Stephen Murray, un jeune homme de couleur habitant chez sa mère à deux pas de l'Empire, arrive comme employé dans l'équipe d'Hilary, en attendant de pouvoir intégrer une université pour des études d'architecture. Mais il est victime de l'ostracisme ambiant et des violences envers la communauté Noire dans l'Angleterre Thatcherienne du début des années 80. Stephen est brillamment joué, avec nuance, écoute et sensibilité, par le jeune et très prometteur Micheal Ward.

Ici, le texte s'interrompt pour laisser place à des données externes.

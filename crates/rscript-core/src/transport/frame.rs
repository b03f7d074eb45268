//! Length-prefixed frames.
//!
//! Format: 4-byte length (u32 LE) + payload bytes. Reads accumulate partial
//! results until the full count arrives; a zero-byte read before that is a
//! disconnect, never a short payload. Disconnect counts cover the whole
//! frame, prefix included.

use std::io::{Read, Write};

use tokio::io::{AsyncRead, AsyncReadExt, AsyncWrite, AsyncWriteExt};

use super::TransportError;

/// Largest payload accepted by default (64 MiB).
pub const DEFAULT_MAX_FRAME_LEN: usize = 64 * 1024 * 1024;

pub(crate) const PREFIX_LEN: usize = 4;

fn prefix_for(payload: &[u8]) -> Result<[u8; PREFIX_LEN], TransportError> {
    let len = u32::try_from(payload.len()).map_err(|_| TransportError::FrameTooLarge {
        length: payload.len(),
        limit: u32::MAX as usize,
    })?;
    Ok(len.to_le_bytes())
}

fn checked_len(prefix: [u8; PREFIX_LEN], limit: usize) -> Result<usize, TransportError> {
    let length = u32::from_le_bytes(prefix) as usize;
    if length > limit {
        return Err(TransportError::FrameTooLarge { length, limit });
    }
    Ok(length)
}

/// Write one frame and flush.
pub async fn send_frame<W>(writer: &mut W, payload: &[u8]) -> Result<(), TransportError>
where
    W: AsyncWrite + Unpin + ?Sized,
{
    let prefix = prefix_for(payload)?;
    writer.write_all(&prefix).await?;
    writer.write_all(payload).await?;
    writer.flush().await?;
    Ok(())
}

/// Read one frame, rejecting payloads longer than `limit`.
pub async fn recv_frame<R>(reader: &mut R, limit: usize) -> Result<Vec<u8>, TransportError>
where
    R: AsyncRead + Unpin + ?Sized,
{
    let mut prefix = [0u8; PREFIX_LEN];
    fill(reader, &mut prefix, 0).await?;
    let length = checked_len(prefix, limit)?;

    let mut payload = vec![0u8; length];
    fill(reader, &mut payload, PREFIX_LEN).await?;
    Ok(payload)
}

/// Fill `buf`; `before` is how many bytes of the frame were already read.
async fn fill<R>(reader: &mut R, buf: &mut [u8], before: usize) -> Result<(), TransportError>
where
    R: AsyncRead + Unpin + ?Sized,
{
    let mut received = 0;
    while received < buf.len() {
        let n = reader.read(&mut buf[received..]).await?;
        if n == 0 {
            return Err(TransportError::Disconnected {
                expected: before + buf.len(),
                received: before + received,
            });
        }
        received += n;
    }
    Ok(())
}

/// Blocking counterpart of [`send_frame`].
pub fn write_frame_blocking<W>(writer: &mut W, payload: &[u8]) -> Result<(), TransportError>
where
    W: Write + ?Sized,
{
    let prefix = prefix_for(payload)?;
    writer.write_all(&prefix)?;
    writer.write_all(payload)?;
    writer.flush()?;
    Ok(())
}

/// Blocking counterpart of [`recv_frame`].
pub fn read_frame_blocking<R>(reader: &mut R, limit: usize) -> Result<Vec<u8>, TransportError>
where
    R: Read + ?Sized,
{
    let mut prefix = [0u8; PREFIX_LEN];
    fill_blocking(reader, &mut prefix, 0)?;
    let length = checked_len(prefix, limit)?;

    let mut payload = vec![0u8; length];
    fill_blocking(reader, &mut payload, PREFIX_LEN)?;
    Ok(payload)
}

fn fill_blocking<R>(reader: &mut R, buf: &mut [u8], before: usize) -> Result<(), TransportError>
where
    R: Read + ?Sized,
{
    let mut received = 0;
    while received < buf.len() {
        let n = match reader.read(&mut buf[received..]) {
            Ok(n) => n,
            Err(e) if e.kind() == std::io::ErrorKind::Interrupted => continue,
            Err(e) => return Err(e.into()),
        };
        if n == 0 {
            return Err(TransportError::Disconnected {
                expected: before + buf.len(),
                received: before + received,
            });
        }
        received += n;
    }
    Ok(())
}
//! 업스트림 API 및 공개 사이트 설정
//!
//! 콘텐츠 API 위치, 공개 베이스 URL, 사람 방문자 리다이렉트 정책을 관리합니다.

use std::env;
use std::time::Duration;
use log::warn;
use crate::config::data_config::Environment;
use crate::domain::dto::RouteVariant;
use crate::domain::locale::Locale;

/// 업스트림 콘텐츠 API 설정
pub struct ApiConfig;

impl ApiConfig {
    /// 업스트림 API 베이스 URL
    ///
    /// `API_URL` 환경 변수를 사용하며 끝의 `/`는 제거합니다.
    /// 기본값: `http://localhost:8081`
    pub fn base_url() -> String {
        env::var("API_URL")
            .unwrap_or_else(|_| "http://localhost:8081".to_string())
            .trim_end_matches('/')
            .to_string()
    }

    /// 업스트림 요청 타임아웃. 기본값: 5초
    pub fn timeout() -> Duration {
        let secs = env::var("API_TIMEOUT_SECS")
            .ok()
            .and_then(|raw| raw.parse::<u64>().ok())
            .unwrap_or(5);

        Duration::from_secs(secs)
    }
}

/// 사람 방문자 리다이렉트 정책
#[derive(Debug, Clone, Copy, PartialEq, Eq, Default)]
pub enum RedirectPolicy {
    /// 프로덕션 환경에서만 리다이렉트
    #[default]
    ProductionOnly,
    /// 항상 리다이렉트
    Always,
    /// 리다이렉트하지 않고 항상 페이지를 렌더링
    Never,
}

impl RedirectPolicy {
    /// `production`, `always`, `never` 중 하나를 파싱합니다.
    ///
    /// 알 수 없는 값은 경고를 남기고 `ProductionOnly`로 처리합니다.
    pub fn from_str(s: &str) -> Self {
        match s.trim().to_lowercase().as_str() {
            "always" => RedirectPolicy::Always,
            "never" => RedirectPolicy::Never,
            "production" | "" => RedirectPolicy::ProductionOnly,
            other => {
                warn!("⚠️ 알 수 없는 HUMAN_REDIRECT_POLICY 값: {}. production 정책 사용", other);
                RedirectPolicy::ProductionOnly
            }
        }
    }

    pub fn as_str(&self) -> &'static str {
        match self {
            RedirectPolicy::ProductionOnly => "production",
            RedirectPolicy::Always => "always",
            RedirectPolicy::Never => "never",
        }
    }
}

/// 공개 사이트 설정
///
/// 시작 시 한 번 만들어져 `web::Data`로 공유되며 이후 변경되지 않습니다.
#[derive(Debug, Clone)]
pub struct SiteSettings {
    /// canonical URL, Open Graph 이미지에 쓰이는 베이스 URL (끝의 `/` 제거됨)
    pub public_base_url: String,
    /// 사람 방문자를 보낼 호스트 (`picktoss.com`)
    pub production_host: String,
    pub redirect_policy: RedirectPolicy,
    pub environment: Environment,
}

impl SiteSettings {
    pub fn new(
        public_base_url: impl Into<String>,
        production_host: impl Into<String>,
        redirect_policy: RedirectPolicy,
        environment: Environment,
    ) -> Self {
        Self {
            public_base_url: public_base_url.into().trim_end_matches('/').to_string(),
            production_host: production_host.into(),
            redirect_policy,
            environment,
        }
    }

    /// 환경 변수에서 사이트 설정을 읽습니다.
    ///
    /// # Environment Variables
    ///
    /// - `PUBLIC_BASE_URL` (없으면 `NEXT_PUBLIC_BASE_URL`, 기본값 `https://picktoss.com`)
    /// - `PRODUCTION_HOST` (기본값 `picktoss.com`)
    /// - `HUMAN_REDIRECT_POLICY` (`production` | `always` | `never`)
    pub fn from_env() -> Self {
        let public_base_url = env::var("PUBLIC_BASE_URL")
            .or_else(|_| env::var("NEXT_PUBLIC_BASE_URL"))
            .unwrap_or_else(|_| "https://picktoss.com".to_string());
        let production_host =
            env::var("PRODUCTION_HOST").unwrap_or_else(|_| "picktoss.com".to_string());
        let redirect_policy = env::var("HUMAN_REDIRECT_POLICY")
            .map(|raw| RedirectPolicy::from_str(&raw))
            .unwrap_or_default();

        Self::new(public_base_url, production_host, redirect_policy, Environment::current())
    }

    /// 사람 방문자를 프로덕션 사이트로 리다이렉트해야 하는지 여부
    pub fn should_redirect_humans(&self) -> bool {
        match self.redirect_policy {
            RedirectPolicy::Always => true,
            RedirectPolicy::Never => false,
            RedirectPolicy::ProductionOnly => self.environment.is_production(),
        }
    }

    /// 사람 방문자용 리다이렉트 URL
    ///
    /// ```rust,ignore
    /// settings.redirect_url(RouteVariant::Localized, Locale::En, "42");
    /// // => "https://picktoss.com/en/quiz-detail/42"
    /// ```
    pub fn redirect_url(&self, variant: RouteVariant, locale: Locale, id: &str) -> String {
        format!("https://{}{}", self.production_host, variant.path(locale, id))
    }
}

#[cfg(test)]
mod tests {
    use super::*;

    fn settings(policy: RedirectPolicy, environment: Environment) -> SiteSettings {
        SiteSettings::new("https://picktoss.com/", "picktoss.com", policy, environment)
    }

    #[test]
    fn test_redirect_policy_parsing() {
        assert_eq!(RedirectPolicy::from_str("always"), RedirectPolicy::Always);
        assert_eq!(RedirectPolicy::from_str("NEVER"), RedirectPolicy::Never);
        assert_eq!(RedirectPolicy::from_str("production"), RedirectPolicy::ProductionOnly);
        assert_eq!(RedirectPolicy::from_str("sometimes"), RedirectPolicy::ProductionOnly);
    }

    #[test]
    fn test_should_redirect_humans() {
        assert!(settings(RedirectPolicy::ProductionOnly, Environment::Production).should_redirect_humans());
        assert!(!settings(RedirectPolicy::ProductionOnly, Environment::Development).should_redirect_humans());
        assert!(settings(RedirectPolicy::Always, Environment::Development).should_redirect_humans());
        assert!(!settings(RedirectPolicy::Never, Environment::Production).should_redirect_humans());
    }

    #[test]
    fn test_redirect_url_per_variant() {
        let settings = settings(RedirectPolicy::Always, Environment::Production);

        assert_eq!(
            settings.redirect_url(RouteVariant::Localized, Locale::En, "42"),
            "https://picktoss.com/en/quiz-detail/42"
        );
        assert_eq!(
            settings.redirect_url(RouteVariant::Legacy, Locale::Ko, "42"),
            "https://picktoss.com/explore/detail/42"
        );
    }

    #[test]
    fn test_public_base_url_is_trimmed() {
        assert_eq!(
            settings(RedirectPolicy::Never, Environment::Test).public_base_url,
            "https://picktoss.com"
        );
    }
}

La rencontre amoureuse entre Hilary et Stephen, pour aussi improbable qu'elle soit, va se faire dans les espaces désaffectés de l'Empire, avec tendresse et romantisme, autour de soins apportés à un oiseau habitué des lieux. Par une belle alchimie, Hilary et Stephen s'épaulent l'un l'autre, cahin caha, tout au long des épreuves tragiques qu'ils traversent pendant le film, un beau message d'espoir en l'humanité.

Dans l'équipe du cinéma, le personnage le plus charismatique est Norman, le machiniste, joué par un Tobby Jones excellent et très attachant; Norman transmet sa passion pour le Cinéma par sa fine connaissance des techniques de projection, de changement des bobines, ainsi que par son antre tapissé d'affiches de films. Ainsi il explique à Stephen que l'oeil se laisse tromper par les 24 images par seconde et ne voit pas les noirs qui les séparent (le fameux effet Phi), une illusion de la vie rendue magique par cet Empire de la Lumière et qui pourrait panser nos plaies ?

Confident de Stephen mais aussi d'Hilary, Norman lui conseille vivement de continuer à s'occuper de lui, car il regrette d'avoir rompu toute relation avec son fils depuis 14 ans et ne se souvient plus pourquoi; ces liens renforcent l'émotion et la poésie du film, ainsi que la symbolique de la belle romance éclairée par la lumière du Cinéma.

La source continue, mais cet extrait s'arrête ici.